NASA this week unveiled the first deep space photos taken by Hubble since its billion dollar repair mission last spring that included installing two new cameras.
SEE THE PHOTOS UP CLOSE IN THE ATTACHED PHOTO SLIDESHOW
"Hubble is back in action. Together, NASA and Hubble are opening new vistas on the universe," astronomer and frequent Hubble user Heidi Hammel said.
The images of galaxies and nebulas -- clouds of stellar gas and dust -- are sharper than previous photos taken of the same places by Hubble before its fifth and final upgrade.
Some have brilliant glows of light that give them halos that to some people can appear heavenly. And one of those resembles an eerie cosmic butterfly, but is really a stellar nursery or nebula not too far away
The butterfly photo shows details, such as gassy folds in what looks like butterfly wings, that the Hubble previously could not see, said Hubble senior scientist Dave Leckrone.
The glow in that photo and others is hot gas and dust pushed out from the stars, Leckrone said. In a way, it's like a lightbulb, with the star as the filament but the overall glow from the gas, he said.
The images, especially the butterfly, don't just show science, but can evoke a sense of spirituality, Leckrone said.
The most stunning photos involve the cosmos at its most violent: the birth and death of stars.
One shows the stellar nursery Carina Nebula, about 7,500 light years away.
A light year is nearly 6 trillion miles. The photo shows an eerie backlit reddish cloud being bombarded by radiation. When Hubble's new camera uses a different light spectrum, the cloud disappears and the infant stars appear. They are only about 100,000 years old with white jets shooting out.
Those jets are cosmic debris "being blasted out at very high velocity at what's going to be a planetary system," said University of Virginia astronomer Bob O'Connell.

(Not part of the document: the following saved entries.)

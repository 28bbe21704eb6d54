//! In-process store used by relay tests; can be told to fail specific writes.

use std::sync::Mutex;
use std::sync::atomic::{AtomicBool, Ordering};

use crate::entities::{Chat, ChatStore, Message, MessageRole, MessageStore};

#[derive(Debug, Default)]
pub struct MemoryStore {
    chats: Mutex<Vec<Chat>>,
    messages: Mutex<Vec<Message>>,
    fail_chat_writes: AtomicBool,
    fail_user_writes: AtomicBool,
    fail_assistant_writes: AtomicBool,
}

fn injected(what: &str) -> sqlx::Error {
    sqlx::Error::Protocol(format!("injected failure: {what}"))
}

impl MemoryStore {
    pub fn new() -> Self {
        Self::default()
    }

    pub fn fail_chat_writes(&self) {
        self.fail_chat_writes.store(true, Ordering::SeqCst);
    }

    pub fn fail_user_writes(&self) {
        self.fail_user_writes.store(true, Ordering::SeqCst);
    }

    pub fn fail_assistant_writes(&self) {
        self.fail_assistant_writes.store(true, Ordering::SeqCst);
    }

    pub fn chat_count(&self) -> usize {
        self.chats.lock().map(|c| c.len()).unwrap_or(0)
    }

    /// Snapshot of every stored message for `chat_id`, in storage order.
    pub fn messages_for(&self, chat_id: &str) -> Vec<Message> {
        self.messages
            .lock()
            .map(|m| m.iter().filter(|m| m.chat_id == chat_id).cloned().collect())
            .unwrap_or_default()
    }
}

impl ChatStore for MemoryStore {
    async fn create_chat(&self, chat: Chat) -> Result<(), sqlx::Error> {
        if self.fail_chat_writes.load(Ordering::SeqCst) {
            return Err(injected("create_chat"));
        }
        let mut chats = self.chats.lock().map_err(|_| injected("poisoned"))?;
        if chats.iter().any(|c| c.id == chat.id) {
            return Err(injected("duplicate chat id"));
        }
        chats.push(chat);
        Ok(())
    }

    async fn get_chat(&self, id: &str) -> Result<Option<Chat>, sqlx::Error> {
        let chats = self.chats.lock().map_err(|_| injected("poisoned"))?;
        Ok(chats.iter().find(|c| c.id == id).cloned())
    }

    async fn list_chats(&self) -> Result<Vec<Chat>, sqlx::Error> {
        let mut chats = self.chats.lock().map_err(|_| injected("poisoned"))?.clone();
        chats.sort_by(|a, b| b.updated_at.cmp(&a.updated_at));
        Ok(chats)
    }

    async fn update_chat_title(&self, id: &str, title: Option<&str>) -> Result<bool, sqlx::Error> {
        let mut chats = self.chats.lock().map_err(|_| injected("poisoned"))?;
        match chats.iter_mut().find(|c| c.id == id) {
            Some(chat) => {
                chat.title = title.map(str::to_owned);
                Ok(true)
            }
            None => Ok(false),
        }
    }
}

impl MessageStore for MemoryStore {
    async fn append_message(&self, msg: Message) -> Result<(), sqlx::Error> {
        let failing = match msg.role {
            MessageRole::User => &self.fail_user_writes,
            MessageRole::Assistant => &self.fail_assistant_writes,
        };
        if failing.load(Ordering::SeqCst) {
            return Err(injected("append_message"));
        }
        {
            let mut chats = self.chats.lock().map_err(|_| injected("poisoned"))?;
            let chat = chats
                .iter_mut()
                .find(|c| c.id == msg.chat_id)
                .ok_or(sqlx::Error::RowNotFound)?;
            chat.updated_at = chat.updated_at.max(msg.created_at);
        }
        self.messages
            .lock()
            .map_err(|_| injected("poisoned"))?
            .push(msg);
        Ok(())
    }

    async fn list_messages(&self, chat_id: &str) -> Result<Vec<Message>, sqlx::Error> {
        let mut listed = self.messages_for(chat_id);
        // Stable sort keeps insertion order for equal timestamps.
        listed.sort_by(|a, b| a.created_at.cmp(&b.created_at));
        Ok(listed)
    }
}
//! Axum router construction.
//!
//! [`build`] assembles the complete application router, including:
//! - Middleware layers (CORS, per-request trace-ID injection)
//! - Optional OpenAPI document (disable with `PARLEY_ENABLE_API_DOCS=false`)
//! - Health route
//! - The chat relay, image generation, and chat history routes

pub mod chat;
mod chats;
pub mod doc;
mod health;
mod images;

use std::sync::Arc;

use axum::{Router, middleware};

use crate::middleware::{cors, trace};
use crate::state::AppState;

// ── Router builder ────────────────────────────────────────────────────────────

/// Build the complete Axum [`Router`] for the application.
pub fn build(state: Arc<AppState>) -> Router {
    let mut app = Router::new()
        .merge(health::router())
        .merge(chat::router())
        .merge(images::router())
        .merge(chats::router());

    if state.config.enable_api_docs {
        app = app.merge(doc::router());
    }

    app
        // Outermost layers execute first on the way in.
        .layer(cors::cors_layer(&state.config))
        .layer(middleware::from_fn(trace::trace_middleware))
        .with_state(state)
}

Another image shows a compact cluster of thousands of stars -- a field of white glimmering with dots of blazing hot blue stars and cooler red ones.
All but one of the Hubble photos are from inside the Milky Way galaxy. The exception caught five spiral galaxies in a single image.
Soon Hubble will turn its new cameras to the furthest edges of the universe and take photos from soon after the Big Bang.
"Our view of the universe and our place within it will never be the same," said NASA Administrator Charles Bolden, who as an astronaut piloted the space shuttle that put Hubble in orbit 19 years ago.